• _Task data_:
● ● ● ● ●
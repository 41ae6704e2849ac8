//! Floyd-Warshall algorithm for all-pairs shortest paths.
//!
//! Dense distance matrix plus a predecessor matrix updated alongside it, so
//! any pair's path can be replayed without re-running a search. Negative edge
//! weights are fine; negative cycles are reported as errors.

use std::collections::{BTreeMap, HashMap};

use serde::{Serialize, Serializer};

use crate::graph::Graph;
use crate::types::{GraphError, GraphResult, PathResult};

/// All-pairs shortest distances in graph node order.
#[derive(Debug, Clone)]
pub struct DistanceMatrix {
    ids: Vec<u64>,
    index: HashMap<u64, usize>,
    /// Row-major `n x n` distances; infinity where unreachable.
    dist: Vec<f64>,
    /// `pred[i * n + j]` is the node before `j` on the shortest `i -> j` path.
    pred: Vec<Option<usize>>,
}

impl DistanceMatrix {
    /// Node IDs in row/column order.
    pub fn ids(&self) -> &[u64] {
        &self.ids
    }

    /// Number of rows (and columns).
    pub fn len(&self) -> usize {
        self.ids.len()
    }

    /// Check if empty.
    pub fn is_empty(&self) -> bool {
        self.ids.is_empty()
    }

    /// Shortest distance from `source` to `target`, `None` if unreachable or unknown.
    pub fn distance(&self, source: u64, target: u64) -> Option<f64> {
        let i = *self.index.get(&source)?;
        let j = *self.index.get(&target)?;
        let d = self.dist[i * self.len() + j];
        d.is_finite().then_some(d)
    }

    /// Replay the shortest path for one pair from the predecessor matrix.
    pub fn path(&self, source: u64, target: u64) -> Option<PathResult> {
        let distance = self.distance(source, target)?;
        let n = self.len();
        let i = self.index[&source];
        let mut j = self.index[&target];

        let mut path = vec![self.ids[j]];
        while j != i {
            if path.len() > n {
                return None;
            }
            j = self.pred[i * n + j]?;
            path.push(self.ids[j]);
        }
        path.reverse();

        Some(PathResult { path, distance })
    }

    /// Reachable targets of one source with their distances.
    pub fn row(&self, source: u64) -> Option<BTreeMap<u64, f64>> {
        let i = *self.index.get(&source)?;
        let n = self.len();
        Some(
            (0..n)
                .filter_map(|j| {
                    let d = self.dist[i * n + j];
                    d.is_finite().then_some((self.ids[j], d))
                })
                .collect(),
        )
    }

    /// Every reachable pair as `source -> target -> distance`.
    pub fn to_map(&self) -> BTreeMap<u64, BTreeMap<u64, f64>> {
        self.ids
            .iter()
            .filter_map(|&id| self.row(id).map(|row| (id, row)))
            .collect()
    }

    /// Number of reachable ordered pairs, diagonal included.
    pub fn reachable_pairs(&self) -> usize {
        self.dist.iter().filter(|d| d.is_finite()).count()
    }
}

impl Serialize for DistanceMatrix {
    fn serialize<S: Serializer>(&self, serializer: S) -> Result<S::Ok, S::Error> {
        self.to_map().serialize(serializer)
    }
}

/// Floyd-Warshall all-pairs shortest paths.
///
/// Parallel edges contribute their minimum weight. A negative self-loop seeds
/// a negative diagonal entry and is therefore reported as a negative cycle.
///
/// Time: O(V^3), Memory: O(V^2)
pub fn floyd_warshall(graph: &Graph) -> GraphResult<DistanceMatrix> {
    let n = graph.node_count();
    let mut dist = vec![f64::INFINITY; n * n];
    let mut pred: Vec<Option<usize>> = vec![None; n * n];

    for i in 0..n {
        dist[i * n + i] = 0.0;
    }
    for (pos, edge) in graph.edges().iter().enumerate() {
        let (u, v) = graph.endpoints(pos);
        if edge.weight < dist[u * n + v] {
            dist[u * n + v] = edge.weight;
            pred[u * n + v] = Some(u);
        }
    }

    for k in 0..n {
        for i in 0..n {
            let d_ik = dist[i * n + k];
            if d_ik == f64::INFINITY {
                continue;
            }
            for j in 0..n {
                let through_k = d_ik + dist[k * n + j];
                if through_k < dist[i * n + j] {
                    dist[i * n + j] = through_k;
                    pred[i * n + j] = pred[k * n + j];
                }
            }
        }
    }

    let on_negative_cycle: Vec<u64> = (0..n)
        .filter(|&i| dist[i * n + i] < 0.0)
        .map(|i| graph.id_at(i))
        .collect();
    if !on_negative_cycle.is_empty() {
        log::warn!(
            "Floyd-Warshall found {} nodes on negative cycles",
            on_negative_cycle.len()
        );
        return Err(GraphError::NegativeCycle(on_negative_cycle));
    }

    let ids: Vec<u64> = graph.nodes().iter().map(|node| node.id).collect();
    let index = ids.iter().enumerate().map(|(i, &id)| (id, i)).collect();

    Ok(DistanceMatrix {
        ids,
        index,
        dist,
        pred,
    })
}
● ● ● ● ●
• _Problem statement_: Every entry must appear again in the answer, exactly as written.

• _Reply to the task_:
repository 41ae6704e2849ac8
//! Floyd-Warshall algorithm for all-pairs shortest paths.
//!
//! Dense distance matrix plus a predecessor matrix updated alongside it, so
//! any pair's path can be replayed without re-running a search. Negative edge
//! weights are fine; negative cycles are reported as errors.

use std::collections::{BTreeMap, HashMap};

use serde::{Serialize, Serializer};

use crate::graph::Graph;
use crate::types::{GraphError, GraphResult, PathResult};

/// All-pairs shortest distances in graph node order.
#[derive(Debug, Clone)]
pub struct DistanceMatrix {
    ids: Vec<u64>,
    index: HashMap<u64, usize>,
    /// Row-major `n x n` distances; infinity where unreachable.
    dist: Vec<f64>,
    /// `pred[i * n + j]` is the node before `j` on the shortest `i -> j` path.
    pred: Vec<Option<usize>>,
}

impl DistanceMatrix {
    /// Node IDs in row/column order.
    pub fn ids(&self) -> &[u64] {
        &self.ids
    }

    /// Number of rows (and columns).
    pub fn len(&self) -> usize {
        self.ids.len()
    }

    /// Check if empty.
    pub fn is_empty(&self) -> bool {
        self.ids.is_empty()
    }

    /// Shortest distance from `source` to `target`, `None` if unreachable or unknown.
    pub fn distance(&self, source: u64, target: u64) -> Option<f64> {
        let i = *self.index.get(&source)?;
        let j = *self.index.get(&target)?;
        let d = self.dist[i * self.len() + j];
        d.is_finite().then_some(d)
    }

    /// Replay the shortest path for one pair from the predecessor matrix.
    pub fn path(&self, source: u64, target: u64) -> Option<PathResult> {
        let distance = self.distance(source, target)?;
        let n = self.len();
        let i = self.index[&source];
        let mut j = self.index[&target];

        let mut path = vec![self.ids[j]];
        while j != i {
            if path.len() > n {
                return None;
            }
            j = self.pred[i * n + j]?;
            path.push(self.ids[j]);
        }
        path.reverse();

        Some(PathResult { path, distance })
    }

    /// Reachable targets of one source with their distances.
    pub fn row(&self, source: u64) -> Option<BTreeMap<u64, f64>> {
        let i = *self.index.get(&source)?;
        let n = self.len();
        Some(
            (0..n)
                .filter_map(|j| {
                    let d = self.dist[i * n + j];
                    d.is_finite().then_some((self.ids[j], d))
                })
                .collect(),
        )
    }

    /// Every reachable pair as `source -> target -> distance`.
    pub fn to_map(&self) -> BTreeMap<u64, BTreeMap<u64, f64>> {
        self.ids
            .iter()
            .filter_map(|&id| self.row(id).map(|row| (id, row)))
            .collect()
    }

    /// Number of reachable ordered pairs, diagonal included.
    pub fn reachable_pairs(&self) -> usize {
        self.dist.iter().filter(|d| d.is_finite()).count()
    }
}

impl Serialize for DistanceMatrix {
    fn serialize<S: Serializer>(&self, serializer: S) -> Result<S::Ok, S::Error> {
        self.to_map().serialize(serializer)
    }
}

/// Floyd-Warshall all-pairs shortest paths.
///
/// Parallel edges contribute their minimum weight. A negative self-loop seeds
/// a negative diagonal entry and is therefore reported as a negative cycle.
///
/// Time: O(V^3), Memory: O(V^2)
pub fn floyd_warshall(graph: &Graph) -> GraphResult<DistanceMatrix> {
    let n = graph.node_count();
    let mut dist = vec![f64::INFINITY; n * n];
    let mut pred: Vec<Option<usize>> = vec![None; n * n];

    for i in 0..n {
        dist[i * n + i] = 0.0;
    }
    for (pos, edge) in graph.edges().iter().enumerate() {
        let (u, v) = graph.endpoints(pos);
        if edge.weight < dist[u * n + v] {
            dist[u * n + v] = edge.weight;
            pred[u * n + v] = Some(u);
        }
    }

    for k in 0..n {
        for i in 0..n {
            let d_ik = dist[i * n + k];
            if d_ik == f64::INFINITY {
                continue;
            }
            for j in 0..n {
                let through_k = d_ik + dist[k * n + j];
                if through_k < dist[i * n + j] {
                    dist[i * n + j] = through_k;
                    pred[i * n + j] = pred[k * n + j];
                }
            }
        }
    }

    let on_negative_cycle: Vec<u64> = (0..n)
        .filter(|&i| dist[i * n + i] < 0.0)
        .map(|i| graph.id_at(i))
        .collect();
    if !on_negative_cycle.is_empty() {
        log::warn!(
            "Floyd-Warshall found {} nodes on negative cycles",
            on_negative_cycle.len()
        );
        return Err(GraphError::NegativeCycle(on_negative_cycle));
    }

    let ids: Vec<u64> = graph.nodes().iter().map(|node| node.id).collect();
    let index = ids.iter().enumerate().map(|(i, &id)| (id, i)).collect();

    Ok(DistanceMatrix {
        ids,
        index,
        dist,
        pred,
    })
}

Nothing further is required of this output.